* Problem statement: From the entries below, copy every line that has the word "SubId".

* Records for the task:

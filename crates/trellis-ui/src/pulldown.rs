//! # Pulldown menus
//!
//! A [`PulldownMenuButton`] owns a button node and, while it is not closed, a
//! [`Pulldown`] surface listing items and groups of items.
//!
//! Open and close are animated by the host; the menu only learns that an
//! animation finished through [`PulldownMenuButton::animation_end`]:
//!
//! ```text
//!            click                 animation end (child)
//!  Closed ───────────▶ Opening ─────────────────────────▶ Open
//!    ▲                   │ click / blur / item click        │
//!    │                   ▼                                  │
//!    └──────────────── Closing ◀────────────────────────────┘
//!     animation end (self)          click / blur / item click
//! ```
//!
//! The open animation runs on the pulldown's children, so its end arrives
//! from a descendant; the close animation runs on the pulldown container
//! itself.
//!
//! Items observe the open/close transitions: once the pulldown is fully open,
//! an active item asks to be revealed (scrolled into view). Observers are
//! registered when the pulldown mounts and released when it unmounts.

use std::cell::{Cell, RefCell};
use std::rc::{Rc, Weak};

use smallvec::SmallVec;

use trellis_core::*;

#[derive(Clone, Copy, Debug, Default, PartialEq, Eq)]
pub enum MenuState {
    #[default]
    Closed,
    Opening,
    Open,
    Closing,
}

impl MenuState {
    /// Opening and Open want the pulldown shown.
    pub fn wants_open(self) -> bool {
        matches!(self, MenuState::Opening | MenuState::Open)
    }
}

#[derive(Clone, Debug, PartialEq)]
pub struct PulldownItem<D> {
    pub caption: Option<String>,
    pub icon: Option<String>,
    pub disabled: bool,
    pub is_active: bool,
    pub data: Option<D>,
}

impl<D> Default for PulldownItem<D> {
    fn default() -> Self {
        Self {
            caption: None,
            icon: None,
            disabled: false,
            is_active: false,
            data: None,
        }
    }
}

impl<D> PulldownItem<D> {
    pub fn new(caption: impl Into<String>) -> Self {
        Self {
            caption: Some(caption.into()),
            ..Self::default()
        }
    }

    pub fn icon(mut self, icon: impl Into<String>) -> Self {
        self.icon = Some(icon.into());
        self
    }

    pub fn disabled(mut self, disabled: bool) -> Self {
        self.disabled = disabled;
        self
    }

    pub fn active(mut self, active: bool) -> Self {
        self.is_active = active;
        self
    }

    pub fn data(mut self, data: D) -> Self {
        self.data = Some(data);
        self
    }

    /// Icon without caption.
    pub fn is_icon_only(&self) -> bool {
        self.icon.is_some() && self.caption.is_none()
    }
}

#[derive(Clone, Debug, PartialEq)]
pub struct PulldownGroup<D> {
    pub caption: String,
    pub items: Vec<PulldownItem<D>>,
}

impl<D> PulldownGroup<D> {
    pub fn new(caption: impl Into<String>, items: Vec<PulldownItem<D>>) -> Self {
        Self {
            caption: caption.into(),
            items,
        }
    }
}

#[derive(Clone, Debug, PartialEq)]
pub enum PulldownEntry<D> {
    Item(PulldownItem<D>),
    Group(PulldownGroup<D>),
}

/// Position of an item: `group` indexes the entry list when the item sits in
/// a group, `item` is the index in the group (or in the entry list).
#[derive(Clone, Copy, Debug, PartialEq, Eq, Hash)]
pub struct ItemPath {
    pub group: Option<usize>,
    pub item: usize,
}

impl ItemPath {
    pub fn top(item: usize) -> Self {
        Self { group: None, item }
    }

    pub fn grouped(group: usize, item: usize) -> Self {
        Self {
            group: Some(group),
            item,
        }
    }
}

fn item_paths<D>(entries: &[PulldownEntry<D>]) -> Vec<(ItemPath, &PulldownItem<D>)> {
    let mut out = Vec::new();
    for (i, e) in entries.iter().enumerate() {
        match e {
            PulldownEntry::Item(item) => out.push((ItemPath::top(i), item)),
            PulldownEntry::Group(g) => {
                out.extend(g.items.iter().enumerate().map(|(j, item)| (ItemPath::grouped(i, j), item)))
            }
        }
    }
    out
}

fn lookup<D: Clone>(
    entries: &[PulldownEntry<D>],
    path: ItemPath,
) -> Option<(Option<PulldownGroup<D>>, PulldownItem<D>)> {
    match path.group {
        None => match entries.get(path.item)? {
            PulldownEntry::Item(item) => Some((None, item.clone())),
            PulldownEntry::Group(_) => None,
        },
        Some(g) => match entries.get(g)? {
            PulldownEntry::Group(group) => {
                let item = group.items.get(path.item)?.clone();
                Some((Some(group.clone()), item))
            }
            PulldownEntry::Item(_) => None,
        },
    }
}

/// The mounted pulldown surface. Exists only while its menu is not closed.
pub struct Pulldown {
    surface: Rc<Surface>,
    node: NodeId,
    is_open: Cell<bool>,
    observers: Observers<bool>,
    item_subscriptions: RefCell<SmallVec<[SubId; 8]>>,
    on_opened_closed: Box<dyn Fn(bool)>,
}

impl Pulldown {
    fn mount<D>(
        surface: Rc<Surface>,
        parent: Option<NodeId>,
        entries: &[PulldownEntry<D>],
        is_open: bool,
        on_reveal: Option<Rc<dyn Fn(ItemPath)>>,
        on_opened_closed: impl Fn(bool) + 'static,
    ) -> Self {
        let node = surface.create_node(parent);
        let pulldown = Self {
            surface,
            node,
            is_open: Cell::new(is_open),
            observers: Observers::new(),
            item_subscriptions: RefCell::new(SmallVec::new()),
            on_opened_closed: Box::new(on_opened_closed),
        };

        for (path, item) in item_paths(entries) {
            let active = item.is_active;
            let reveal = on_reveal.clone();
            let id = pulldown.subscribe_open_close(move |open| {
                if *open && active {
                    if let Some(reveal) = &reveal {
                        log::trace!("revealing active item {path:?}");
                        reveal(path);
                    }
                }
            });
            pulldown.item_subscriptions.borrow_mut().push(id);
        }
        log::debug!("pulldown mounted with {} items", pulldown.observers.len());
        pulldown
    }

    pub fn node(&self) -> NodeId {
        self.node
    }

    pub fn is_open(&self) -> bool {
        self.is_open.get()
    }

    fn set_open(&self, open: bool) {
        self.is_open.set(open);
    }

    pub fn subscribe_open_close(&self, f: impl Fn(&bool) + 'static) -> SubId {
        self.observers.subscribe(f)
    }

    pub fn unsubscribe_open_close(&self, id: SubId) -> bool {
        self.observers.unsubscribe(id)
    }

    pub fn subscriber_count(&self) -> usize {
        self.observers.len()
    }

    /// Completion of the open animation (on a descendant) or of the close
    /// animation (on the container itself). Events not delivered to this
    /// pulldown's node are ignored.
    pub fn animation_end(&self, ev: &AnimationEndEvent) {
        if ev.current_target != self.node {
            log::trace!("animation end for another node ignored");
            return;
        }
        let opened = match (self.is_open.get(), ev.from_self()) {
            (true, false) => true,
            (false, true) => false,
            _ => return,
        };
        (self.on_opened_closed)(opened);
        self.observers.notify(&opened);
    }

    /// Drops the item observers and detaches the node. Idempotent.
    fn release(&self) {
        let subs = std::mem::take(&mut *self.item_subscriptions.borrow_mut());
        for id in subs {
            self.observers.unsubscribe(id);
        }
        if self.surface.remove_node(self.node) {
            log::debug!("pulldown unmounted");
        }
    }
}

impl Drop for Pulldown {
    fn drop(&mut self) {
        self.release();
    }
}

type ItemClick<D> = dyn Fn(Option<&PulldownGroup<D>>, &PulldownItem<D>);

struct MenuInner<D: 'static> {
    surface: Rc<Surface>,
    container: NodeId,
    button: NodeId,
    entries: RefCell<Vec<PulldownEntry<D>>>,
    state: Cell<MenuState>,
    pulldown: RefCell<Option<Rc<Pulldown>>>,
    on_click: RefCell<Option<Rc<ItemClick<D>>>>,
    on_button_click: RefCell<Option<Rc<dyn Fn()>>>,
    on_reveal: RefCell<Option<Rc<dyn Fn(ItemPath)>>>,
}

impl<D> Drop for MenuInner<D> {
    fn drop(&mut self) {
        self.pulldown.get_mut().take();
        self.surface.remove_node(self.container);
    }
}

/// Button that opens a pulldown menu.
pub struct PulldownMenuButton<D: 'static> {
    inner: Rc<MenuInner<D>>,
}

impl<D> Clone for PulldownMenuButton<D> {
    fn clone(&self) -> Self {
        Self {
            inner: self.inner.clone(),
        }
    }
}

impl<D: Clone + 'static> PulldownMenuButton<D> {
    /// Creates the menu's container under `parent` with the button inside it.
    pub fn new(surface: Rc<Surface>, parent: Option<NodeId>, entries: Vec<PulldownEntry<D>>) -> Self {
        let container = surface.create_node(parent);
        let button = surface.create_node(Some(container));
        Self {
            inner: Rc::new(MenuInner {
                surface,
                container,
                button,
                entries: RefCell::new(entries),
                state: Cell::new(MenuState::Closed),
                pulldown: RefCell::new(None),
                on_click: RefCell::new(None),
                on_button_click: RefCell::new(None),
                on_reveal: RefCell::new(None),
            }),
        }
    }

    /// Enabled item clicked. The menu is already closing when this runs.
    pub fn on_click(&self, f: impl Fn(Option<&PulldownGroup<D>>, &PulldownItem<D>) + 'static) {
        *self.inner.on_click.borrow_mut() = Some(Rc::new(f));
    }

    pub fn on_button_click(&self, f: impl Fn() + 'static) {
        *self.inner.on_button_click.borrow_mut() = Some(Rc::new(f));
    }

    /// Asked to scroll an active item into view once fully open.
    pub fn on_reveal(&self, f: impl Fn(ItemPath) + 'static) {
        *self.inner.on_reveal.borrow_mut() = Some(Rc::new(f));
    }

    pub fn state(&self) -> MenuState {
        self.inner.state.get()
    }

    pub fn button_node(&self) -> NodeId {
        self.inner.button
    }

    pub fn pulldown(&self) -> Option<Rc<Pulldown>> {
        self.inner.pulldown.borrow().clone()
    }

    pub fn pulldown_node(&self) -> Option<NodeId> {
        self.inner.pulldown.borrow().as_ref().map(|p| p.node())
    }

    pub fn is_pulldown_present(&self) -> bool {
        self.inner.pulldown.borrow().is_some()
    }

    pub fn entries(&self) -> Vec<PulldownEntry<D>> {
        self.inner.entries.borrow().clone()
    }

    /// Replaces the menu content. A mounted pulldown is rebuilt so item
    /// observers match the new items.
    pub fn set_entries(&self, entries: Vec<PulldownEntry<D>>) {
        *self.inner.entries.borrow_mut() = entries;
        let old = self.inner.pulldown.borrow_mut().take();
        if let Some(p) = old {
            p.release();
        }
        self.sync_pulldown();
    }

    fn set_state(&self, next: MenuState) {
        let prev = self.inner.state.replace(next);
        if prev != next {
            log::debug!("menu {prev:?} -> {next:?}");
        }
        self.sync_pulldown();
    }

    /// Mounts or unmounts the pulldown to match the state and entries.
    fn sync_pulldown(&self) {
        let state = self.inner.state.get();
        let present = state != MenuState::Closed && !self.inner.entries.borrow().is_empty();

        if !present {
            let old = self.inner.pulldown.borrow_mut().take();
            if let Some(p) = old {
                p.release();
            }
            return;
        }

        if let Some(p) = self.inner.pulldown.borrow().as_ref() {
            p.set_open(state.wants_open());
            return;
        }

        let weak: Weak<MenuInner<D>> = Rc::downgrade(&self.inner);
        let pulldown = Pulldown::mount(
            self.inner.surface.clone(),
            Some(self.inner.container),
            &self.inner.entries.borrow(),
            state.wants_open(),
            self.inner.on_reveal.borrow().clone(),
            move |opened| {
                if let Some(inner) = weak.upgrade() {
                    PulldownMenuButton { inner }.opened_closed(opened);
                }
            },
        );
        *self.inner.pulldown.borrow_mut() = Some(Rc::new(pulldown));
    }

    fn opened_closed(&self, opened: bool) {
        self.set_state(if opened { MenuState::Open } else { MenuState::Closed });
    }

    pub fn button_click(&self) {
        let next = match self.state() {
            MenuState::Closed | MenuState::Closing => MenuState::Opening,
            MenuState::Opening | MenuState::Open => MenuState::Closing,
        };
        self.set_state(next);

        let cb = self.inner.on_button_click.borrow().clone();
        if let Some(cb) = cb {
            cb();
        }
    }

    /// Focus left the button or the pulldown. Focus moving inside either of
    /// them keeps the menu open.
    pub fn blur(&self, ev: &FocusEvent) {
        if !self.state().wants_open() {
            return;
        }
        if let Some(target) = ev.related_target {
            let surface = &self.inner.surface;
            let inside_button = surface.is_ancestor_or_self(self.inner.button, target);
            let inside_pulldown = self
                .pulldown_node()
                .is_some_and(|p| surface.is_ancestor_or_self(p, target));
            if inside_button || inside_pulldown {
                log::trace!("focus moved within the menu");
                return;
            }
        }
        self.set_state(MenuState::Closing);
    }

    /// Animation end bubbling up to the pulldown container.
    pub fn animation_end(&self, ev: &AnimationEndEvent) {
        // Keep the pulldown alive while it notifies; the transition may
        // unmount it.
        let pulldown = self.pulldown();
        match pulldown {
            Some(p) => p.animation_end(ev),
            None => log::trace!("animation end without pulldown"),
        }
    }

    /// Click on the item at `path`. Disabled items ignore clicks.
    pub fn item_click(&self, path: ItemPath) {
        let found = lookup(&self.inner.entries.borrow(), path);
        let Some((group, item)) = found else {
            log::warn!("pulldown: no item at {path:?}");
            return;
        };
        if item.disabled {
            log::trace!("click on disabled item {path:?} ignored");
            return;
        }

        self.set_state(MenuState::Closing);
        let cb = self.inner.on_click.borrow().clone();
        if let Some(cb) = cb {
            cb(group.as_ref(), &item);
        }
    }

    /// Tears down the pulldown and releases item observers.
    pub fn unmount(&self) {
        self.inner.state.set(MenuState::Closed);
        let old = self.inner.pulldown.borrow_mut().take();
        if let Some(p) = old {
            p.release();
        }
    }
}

* Response to this exercise:
    item_subscriptions: RefCell<SmallVec<[SubId; 8]>>,
    pub fn subscribe_open_close(&self, f: impl Fn(&bool) + 'static) -> SubId {
    pub fn unsubscribe_open_close(&self, id: SubId) -> bool {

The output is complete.